화학공학소재연구정보센터
Journal of the American Chemical Society, Vol.131, No.12, 4505-4512, 2009
Metal Clips That Induce Unstructured Pentapeptides To Be alpha-Helical In Water
Short peptides corresponding to protein helices do not form thermodynamically stable helical structures in water, a solvent that strongly competes for hydrogen-bonding amides of the peptide backbone. Metalloproteins often feature metal ions coordinated to amino acids within hydrogen-bonded helical regions of protein structure, so there is a prospect of metals stabilizing or inducing helical structures in short peptides. However, this has only previously been observed in nonaqueous solvents or under strongly helix-favoring conditions in water. Here cis-[Ru(NH3)(4)(solvent)(2)](2+) and [Pd(en)(solvent)(2)](2+) are compared in water for their capacity as metal clips to induce alpha-helicity in completely unstructured peptides as short as five residues, Ac-HARAH-NH2 and Ac-MARAM-NH2. More alpha-helicity was observed for the latter pentapeptide and, when chelated to ruthenium, it showed the greatest a-helicity yet reported for a short metallopeptide in water (similar to 80%).

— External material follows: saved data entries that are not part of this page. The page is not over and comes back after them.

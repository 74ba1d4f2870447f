use std::fmt::{self, Display};
use std::str::FromStr;

use serde::{Deserialize, Serialize};

use crate::errors::RegionSetError;

///
/// Region struct, a half-open `[start, end)` interval on one chromosome
/// (0-based coordinates).
///
#[derive(Eq, PartialEq, Hash, Debug, Clone, Serialize, Deserialize)]
pub struct Region {
    pub chr: String,
    pub start: u32,
    pub end: u32,
}

impl Region {
    ///
    /// Create a new region, rejecting empty or inverted intervals.
    ///
    pub fn new(chr: impl Into<String>, start: u32, end: u32) -> Result<Self, RegionSetError> {
        let chr = chr.into();
        if end <= start {
            return Err(RegionSetError::RegionParseError(format!(
                "{}:{}-{} (end must be greater than start)",
                chr, start, end
            )));
        }
        Ok(Region { chr, start, end })
    }

    ///
    /// Get length of the region
    ///
    pub fn width(&self) -> u32 {
        self.end - self.start
    }

    ///
    /// Get file string of Region
    ///
    pub fn as_string(&self) -> String {
        format!("{}\t{}\t{}", self.chr, self.start, self.end)
    }

    /// Whether two regions on the same chromosome overlap or touch.
    pub fn touches(&self, other: &Region) -> bool {
        self.chr == other.chr && self.start <= other.end && other.start <= self.end
    }
}

impl Display for Region {
    fn fmt(&self, f: &mut fmt::Formatter<'_>) -> fmt::Result {
        write!(f, "{}:{}-{}", self.chr, self.start, self.end)
    }
}

impl FromStr for Region {
    type Err = RegionSetError;

    /// Parse one BED-like line (`chr\tstart\tend[\t...]`).
    fn from_str(line: &str) -> Result<Self, Self::Err> {
        let mut fields = line.split_whitespace();
        let (Some(chr), Some(start), Some(end)) = (fields.next(), fields.next(), fields.next())
        else {
            return Err(RegionSetError::RegionParseError(line.to_string()));
        };

        let start = start
            .parse::<u32>()
            .map_err(|_| RegionSetError::RegionParseError(line.to_string()))?;
        let end = end
            .parse::<u32>()
            .map_err(|_| RegionSetError::RegionParseError(line.to_string()))?;

        Region::new(chr, start, end)
    }
}
use std::path::{Path, PathBuf};

use log::info;

use debias_core::models::RegionSet;
use debias_io::{TrackReader, TrackStore};

use crate::errors::{CorrectError, Result};
use crate::pool::WorkerPool;

///
/// Concatenated read counts of `regions`, missing values read as 0.
///
pub fn read_counts(reader: &mut dyn TrackReader, regions: &RegionSet) -> Result<Vec<f64>> {
    let mut counts = Vec::with_capacity(regions.cumulative_size() as usize);
    for region in regions.iter() {
        let values = reader.values(&region.chr, region.start, region.end)?;
        counts.extend(values.into_iter().map(|v| if v.is_nan() { 0.0 } else { v as f64 }));
    }
    Ok(counts)
}

///
/// Slope of the no-intercept least squares fit `other ≈ scaler * reference`.
///
pub fn estimate_scaler(reference: &[f64], other: &[f64]) -> Result<f64> {
    if reference.len() != other.len() {
        return Err(CorrectError::RegressionFit(format!(
            "scaler inputs differ in length ({} vs {})",
            reference.len(),
            other.len()
        )));
    }

    let (xy, xx) = reference
        .iter()
        .zip(other)
        .fold((0.0, 0.0), |(xy, xx), (&x, &y)| (xy + x * y, xx + x * x));

    if xx == 0.0 {
        return Err(CorrectError::RegressionFit(
            "reference track has no signal over the training set".to_string(),
        ));
    }

    Ok(xy / xx)
}

///
/// One scaler per track (controls first). The reference track is fixed at 1;
/// the others are estimated concurrently over `training`. With normalization
/// off every scaler is 1.
///
pub fn estimate_scalers(
    store: &dyn TrackStore,
    tracks: &[PathBuf],
    training: &RegionSet,
    normalize: bool,
    workers: usize,
) -> Result<Vec<f64>> {
    if !normalize || tracks.len() < 2 {
        return Ok(vec![1.0; tracks.len()]);
    }

    let reference = {
        let mut reader = store.open(&tracks[0])?;
        read_counts(reader.as_mut(), training)?
    };

    let others: Vec<&Path> = tracks[1..].iter().map(|p| p.as_path()).collect();
    let pool = WorkerPool::new(workers.min(others.len()));
    let estimated = pool.run(others, |track| {
        let mut reader = store.open(track)?;
        let counts = read_counts(reader.as_mut(), training)?;
        estimate_scaler(&reference, &counts)
    })?;

    let mut scalers = Vec::with_capacity(tracks.len());
    scalers.push(1.0);
    scalers.extend(estimated);

    for (track, scaler) in tracks.iter().zip(&scalers) {
        info!("Scaler for {:?}: {}", track, scaler);
    }

    Ok(scalers)
}
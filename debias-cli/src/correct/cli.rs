use clap::{Arg, ArgAction, Command, arg, value_parser};

pub const CORRECT_CMD: &str = "correct";

pub fn create_correct_cli() -> Command {
    Command::new(CORRECT_CMD)
        .author("Databio")
        .about("Correct sequencing bias in read-count bigWig tracks using precomputed covariates.")
        .arg(
            arg!(-c --config <config> "YAML or TOML config file; other options override its values")
                .required(false),
        )
        .arg(
            Arg::new("ctrl")
                .long("ctrl")
                .short('r')
                .num_args(1..)
                .help("Control bigWig files; the first one is the reference track"),
        )
        .arg(
            Arg::new("exp")
                .long("exp")
                .short('e')
                .num_args(1..)
                .help("Experimental bigWig files"),
        )
        .arg(arg!(-l --regions <regions> "BED file of analysis regions").required(false))
        .arg(arg!(--blacklist <blacklist> "BED file of regions to exclude").required(false))
        .arg(
            arg!(--covariates <covariates> "Directory of per-chromosome covariate .npy files")
                .required(false),
        )
        .arg(
            Arg::new("bias")
                .long("bias")
                .short('b')
                .num_args(1..)
                .help("Bias types to correct: shear, pcr, map, gquad"),
        )
        .arg(
            Arg::new("frag-len")
                .long("frag-len")
                .value_parser(value_parser!(u32))
                .help("Fragment length; parsed from the covariate directory name if absent"),
        )
        .arg(arg!(-o --output <output> "Output directory").required(false))
        .arg(
            arg!(-p --workers <workers> "Number of worker threads")
                .value_parser(value_parser!(usize))
                .required(false),
        )
        .arg(
            Arg::new("min-frag-filter")
                .long("min-frag-filter")
                .value_parser(value_parser!(f64))
                .help("Minimum summed read count of a corrected position; defaults to the track count"),
        )
        .arg(
            arg!(--seed <seed> "Seed for training set sampling")
                .value_parser(value_parser!(u64))
                .required(false),
        )
        .arg(
            Arg::new("no-normalize")
                .long("no-normalize")
                .action(ArgAction::SetTrue)
                .help("Do not scale tracks against the reference track"),
        )
        .arg(
            Arg::new("generate-normalized")
                .long("generate-normalized")
                .action(ArgAction::SetTrue)
                .help("Also write normalized, uncorrected tracks"),
        )
}
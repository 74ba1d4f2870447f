//! # Input/Output for signal tracks and covariates.
//!
//! Tracks are read and written through the [TrackStore]/[TrackReader]/[TrackWriter]
//! traits so that the correction stages never touch a file format directly.
//! Two stores are provided: [BigWigStore] backed by `bigtools`, and
//! [MemoryTrackStore] which keeps everything in memory. Covariate matrices are
//! served the same way through [CovariateStore], and [records] holds the
//! fixed-width codec used to hand corrected records from workers to the merge.
//!
pub mod bigwig;
pub mod covariates;
pub mod error;
pub mod memory;
pub mod records;
pub mod track;

// re-expose core types
pub use bigwig::*;
pub use covariates::*;
pub use error::*;
pub use memory::*;
pub use records::{CorrectedRecord, RECORD_SIZE, RecordReader, RecordWriter, read_records};
pub use track::*;
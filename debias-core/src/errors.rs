use thiserror::Error;

#[derive(Error, Debug)]
pub enum RegionSetError {
    #[error("Can't read file: {0}")]
    FileReadError(String),

    #[error("Error parsing region: {0}")]
    RegionParseError(String),

    #[error("Corrupted file. 0 regions found in the file: {0}")]
    EmptyRegionSet(String),

    #[error(transparent)]
    Io(#[from] std::io::Error),
}
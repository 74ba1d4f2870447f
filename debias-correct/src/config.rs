use std::path::{Path, PathBuf};

use serde::{Deserialize, Serialize};

use crate::covariates::BiasType;
use crate::errors::{CorrectError, Result};

fn default_workers() -> usize {
    std::thread::available_parallelism()
        .map(|c| c.into())
        .unwrap_or(1)
}

fn default_true() -> bool {
    true
}

///
/// Run configuration for a correction. Loaded from YAML or TOML and/or built
/// from command line arguments, validated once, then treated as immutable.
///
#[derive(Debug, Clone, PartialEq, Serialize, Deserialize)]
#[serde(deny_unknown_fields)]
pub struct CorrectConfig {
    /// Control tracks; the first one is the reference.
    pub ctrl_tracks: Vec<PathBuf>,
    #[serde(default)]
    pub exp_tracks: Vec<PathBuf>,
    /// BED of analysis regions.
    pub regions: PathBuf,
    #[serde(default)]
    pub blacklist: Option<PathBuf>,
    pub covariate_dir: PathBuf,
    pub bias_types: Vec<BiasType>,
    /// Defaults to the `fragLen<N>` tag in the covariate directory name.
    #[serde(default)]
    pub frag_len: Option<u32>,
    pub output_dir: PathBuf,
    #[serde(default = "default_workers")]
    pub workers: usize,
    /// Estimate per-track scalers against the reference track.
    #[serde(default = "default_true")]
    pub normalize: bool,
    /// Also write normalized, uncorrected tracks.
    #[serde(default)]
    pub generate_normalized: bool,
    /// Defaults to the number of input tracks.
    #[serde(default)]
    pub min_frag_filter: Option<f64>,
    #[serde(default)]
    pub seed: Option<u64>,
}

impl Default for CorrectConfig {
    fn default() -> Self {
        CorrectConfig {
            ctrl_tracks: Vec::new(),
            exp_tracks: Vec::new(),
            regions: PathBuf::new(),
            blacklist: None,
            covariate_dir: PathBuf::new(),
            bias_types: Vec::new(),
            frag_len: None,
            output_dir: PathBuf::from("."),
            workers: default_workers(),
            normalize: true,
            generate_normalized: false,
            min_frag_filter: None,
            seed: None,
        }
    }
}

impl CorrectConfig {
    ///
    /// Load a config file; `.toml` is read as TOML, everything else as YAML.
    ///
    pub fn from_file(path: &Path) -> anyhow::Result<Self> {
        let content = std::fs::read_to_string(path)
            .map_err(|e| anyhow::anyhow!("Failed to read config from {:?}: {}", path, e))?;

        let config: Self = match path.extension().and_then(|e| e.to_str()) {
            Some("toml") => toml::from_str(&content)?,
            _ => serde_yaml::from_str(&content)?,
        };

        Ok(config)
    }

    ///
    /// All tracks, controls first.
    ///
    pub fn tracks(&self) -> Vec<PathBuf> {
        self.ctrl_tracks
            .iter()
            .chain(self.exp_tracks.iter())
            .cloned()
            .collect()
    }

    pub fn track_count(&self) -> usize {
        self.ctrl_tracks.len() + self.exp_tracks.len()
    }

    pub fn min_frag_filter_value(&self) -> f64 {
        self.min_frag_filter
            .unwrap_or(self.track_count() as f64)
    }

    ///
    /// Structural checks that do not touch the filesystem.
    ///
    pub fn validate(&self) -> Result<()> {
        if self.ctrl_tracks.is_empty() {
            return Err(CorrectError::Config(
                "at least one control track is required".to_string(),
            ));
        }
        if self.regions.as_os_str().is_empty() {
            return Err(CorrectError::Config("a regions file is required".to_string()));
        }
        if self.covariate_dir.as_os_str().is_empty() {
            return Err(CorrectError::Config(
                "a covariate directory is required".to_string(),
            ));
        }
        if self.bias_types.is_empty() {
            return Err(CorrectError::Config(
                "at least one bias type is required".to_string(),
            ));
        }
        if self.workers == 0 {
            return Err(CorrectError::Config("workers must be at least 1".to_string()));
        }
        if self.frag_len == Some(0) {
            return Err(CorrectError::Config("fragment length must be positive".to_string()));
        }
        if let Some(value) = self.min_frag_filter {
            if !value.is_finite() || value < 0.0 {
                return Err(CorrectError::Config(format!(
                    "invalid minimum fragment filter: {}",
                    value
                )));
            }
        }

        let tracks = self.tracks();
        for (i, track) in tracks.iter().enumerate() {
            if tracks[..i].contains(track) {
                return Err(CorrectError::Config(format!(
                    "track {:?} is listed more than once",
                    track
                )));
            }
        }

        Ok(())
    }
}

#[cfg(test)]
mod tests {
    use super::*;

    use pretty_assertions::assert_eq;
    use rstest::*;

    #[fixture]
    fn config() -> CorrectConfig {
        CorrectConfig {
            ctrl_tracks: vec![PathBuf::from("ctrl1.bw"), PathBuf::from("ctrl2.bw")],
            exp_tracks: vec![PathBuf::from("exp1.bw")],
            regions: PathBuf::from("regions.bed"),
            covariate_dir: PathBuf::from("hg38_fragLen200_kmer50"),
            bias_types: vec![BiasType::Shear, BiasType::Map],
            output_dir: PathBuf::from("out"),
            workers: 4,
            ..Default::default()
        }
    }

    #[rstest]
    fn test_yaml_config() {
        let dir = tempfile::tempdir().unwrap();
        let path = dir.path().join("debias.yaml");
        std::fs::write(
            &path,
            "ctrl_tracks: [ctrl1.bw]\n\
             regions: regions.bed\n\
             covariate_dir: covari\n\
             bias_types: [shear, pcr, gquad]\n\
             output_dir: out\n\
             workers: 2\n\
             seed: 7\n",
        )
        .unwrap();

        let config = CorrectConfig::from_file(&path).unwrap();
        assert_eq!(config.ctrl_tracks, vec![PathBuf::from("ctrl1.bw")]);
        assert_eq!(
            config.bias_types,
            vec![BiasType::Shear, BiasType::Pcr, BiasType::Gquad]
        );
        assert!(config.normalize);
        assert!(!config.generate_normalized);
        assert_eq!(config.seed, Some(7));
        config.validate().unwrap();
    }

    #[rstest]
    fn test_toml_config() {
        let dir = tempfile::tempdir().unwrap();
        let path = dir.path().join("debias.toml");
        std::fs::write(
            &path,
            "ctrl_tracks = [\"ctrl1.bw\"]\n\
             exp_tracks = [\"exp1.bw\"]\n\
             regions = \"regions.bed\"\n\
             covariate_dir = \"hg38_fragLen200\"\n\
             bias_types = [\"map\", \"shear\"]\n\
             output_dir = \"out\"\n\
             normalize = false\n",
        )
        .unwrap();

        let config = CorrectConfig::from_file(&path).unwrap();
        assert_eq!(config.exp_tracks, vec![PathBuf::from("exp1.bw")]);
        assert_eq!(config.bias_types, vec![BiasType::Map, BiasType::Shear]);
        assert_eq!(config.workers, default_workers());
        assert!(!config.normalize);
        config.validate().unwrap();
    }

    #[rstest]
    fn test_unknown_field_rejected() {
        let dir = tempfile::tempdir().unwrap();
        let path = dir.path().join("debias.yaml");
        std::fs::write(&path, "ctrl_tracks: [a.bw]\nnot_a_field: 1\n").unwrap();

        assert!(CorrectConfig::from_file(&path).is_err());
    }

    #[rstest]
    fn test_min_frag_filter_defaults_to_track_count(config: CorrectConfig) {
        assert_eq!(config.min_frag_filter_value(), 3.0);

        let config = CorrectConfig {
            min_frag_filter: Some(10.0),
            ..config
        };
        assert_eq!(config.min_frag_filter_value(), 10.0);
    }

    #[rstest]
    #[case::no_ctrl(|c: &mut CorrectConfig| c.ctrl_tracks.clear())]
    #[case::no_bias(|c: &mut CorrectConfig| c.bias_types.clear())]
    #[case::no_regions(|c: &mut CorrectConfig| c.regions = PathBuf::new())]
    #[case::zero_workers(|c: &mut CorrectConfig| c.workers = 0)]
    #[case::zero_frag_len(|c: &mut CorrectConfig| c.frag_len = Some(0))]
    #[case::duplicate_track(|c: &mut CorrectConfig| c.exp_tracks.push(PathBuf::from("ctrl1.bw")))]
    #[case::negative_filter(|c: &mut CorrectConfig| c.min_frag_filter = Some(-1.0))]
    fn test_validate_rejects(config: CorrectConfig, #[case] breaks: fn(&mut CorrectConfig)) {
        let mut config = config;
        breaks(&mut config);
        assert!(matches!(config.validate(), Err(CorrectError::Config(_))));
    }
}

Helicity was clearly induced rather than stabilized, and the two methionines were 10(13)-fold more effective than two histidines in stabilizing the lower oxidation state Ru(II) over Ru(III). The study identifies key factors that influence stability of an a-helical turn in water, suggests metal ions as tools for peptide folding, and raises an intriguing possibility of transiently coordinated metal ions playing important roles in native folding of polypeptides in water.